Mark Midei (Sun file photo)

Most people as heavily embroiled in litigation -- extremely public litigation -- you probably don't join Twitter and start Tweeting about the very topics of your legal trouble.

But Mark G. Midei does.

The disgraced cardiologist, accused of performing unnecessary medical procedures, has been breezily Tweeting away for weeks now. Find him @markgmidei.

He Tweets funny stuff. He Tweets medical stuff. And re-Tweets articles he finds interesting. And quite a bit of stuff relating to hearts and stents -- the very thing his critics say he placed in patients who didn't need them.

He's Tweeted about 70 times and has 29 followers (quite of few of them are reporters).

His very first missive back in January?

"How does the Dalai Lama order pizza: One with everything."

Ba-dum!

And then, a few days later: "Two thirds of the world is covered by water. The rest is covered by Ed reed."

Wacka-wacka!

Oh -- and lest you think this is one of those parody Twitter accounts a la @RawlingsFake or @FakeSheilaDixon, it's not. First of all, it's not that funny. And Sun reporter Scott Dance verified it.

After the jokey opener, Midei started Tweeting more medical subject matter. Wondering about a "shake-up" in the cardiology world. Passing on an editorial from a medical journal with the headline, "Patients and physicians seeking to "do the right thing" face "many pitfalls." And he shared a bunch of stories about stents, sometimes offering his two cents.

Linking to a piece about the decline in cardiovascular procedures, he wondered, "Is Baltimore situation a cause or the canary in the coalmine?"

Most recently came a flurry of re-Tweets -- local stories about himself after his lawyers asked a judge to let his defamation lawsuit against St.

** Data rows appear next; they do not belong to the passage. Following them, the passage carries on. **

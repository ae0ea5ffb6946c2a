//! Synthetic data generators for testing.
//!
//! Deterministic current fields and coordinate vectors, so expected
//! coarsened values can be computed by hand in tests.

/// `n` evenly spaced values from `start` to `stop` inclusive.
///
/// # Example
/// ```
/// use test_utils::linspace;
/// assert_eq!(linspace(0.0, 1.0, 3), vec![0.0, 0.5, 1.0]);
/// ```
pub fn linspace(start: f64, stop: f64, n: usize) -> Vec<f64> {
    match n {
        0 => Vec::new(),
        1 => vec![start],
        _ => {
            let step = (stop - start) / (n - 1) as f64;
            (0..n).map(|i| start + step * i as f64).collect()
        }
    }
}

/// Value of the synthetic current field at one grid point.
///
/// Linear in every index, so the mean over any block equals the value at
/// the block's centre.
pub fn current_value(t: usize, d: usize, y: usize, x: usize, phase: f32) -> f32 {
    phase + t as f32 * 1.0 + d as f32 * 0.5 + y as f32 * 0.02 + x as f32 * 0.01
}

/// Create a synthetic current field in (time, depth, latitude, longitude)
/// C order.
///
/// # Arguments
/// * `shape` - `[time, depth, latitude, longitude]` lengths
/// * `phase` - Constant offset distinguishing components (u vs v)
pub fn create_current_field(shape: [usize; 4], phase: f32) -> Vec<f32> {
    let [nt, nd, ny, nx] = shape;
    let mut data = Vec::with_capacity(nt * nd * ny * nx);
    for t in 0..nt {
        for d in 0..nd {
            for y in 0..ny {
                for x in 0..nx {
                    data.push(current_value(t, d, y, x, phase));
                }
            }
        }
    }
    data
}

/// Replace every value whose flat index is a multiple of `every` with NaN,
/// imitating land cells.
pub fn mask_land(data: &mut [f32], every: usize) {
    if every == 0 {
        return;
    }
    for (i, value) in data.iter_mut().enumerate() {
        if i % every == 0 {
            *value = f32::NAN;
        }
    }
}

#[cfg(test)]
mod tests {
    use super::*;

    #[test]
    fn test_linspace() {
        assert_eq!(linspace(-1.0, 1.0, 5), vec![-1.0, -0.5, 0.0, 0.5, 1.0]);
        assert!(linspace(0.0, 1.0, 0).is_empty());
        assert_eq!(linspace(3.0, 9.0, 1), vec![3.0]);
    }

    #[test]
    fn test_current_field_layout() {
        let data = create_current_field([2, 1, 3, 4], 0.0);
        assert_eq!(data.len(), 24);
        // Last longitude of the first row
        assert_eq!(data[3], current_value(0, 0, 0, 3, 0.0));
        // First point of the second time step
        assert_eq!(data[12], 1.0);
    }

    #[test]
    fn test_mask_land() {
        let mut data = vec![1.0_f32; 6];
        mask_land(&mut data, 3);
        assert!(data[0].is_nan());
        assert!(data[3].is_nan());
        assert_eq!(data.iter().filter(|v| v.is_nan()).count(), 2);
    }
}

Joesph Medical Center go to trial.

Midei told the Sun in an interview last year that since inquiries into his stent operations began in 2009, and he was sued by hundreds of former patients and forced to resign and give-up his medical license, he also became depressed, went into rehab and had to put his house up for sell to make ends meet.

He's maintained he did nothing wrong. And, at least on Twitter, has held on to his sense of humor.

His tagline on his profile? "From now on, ending a sentence with a preposition is something up with which I will not put."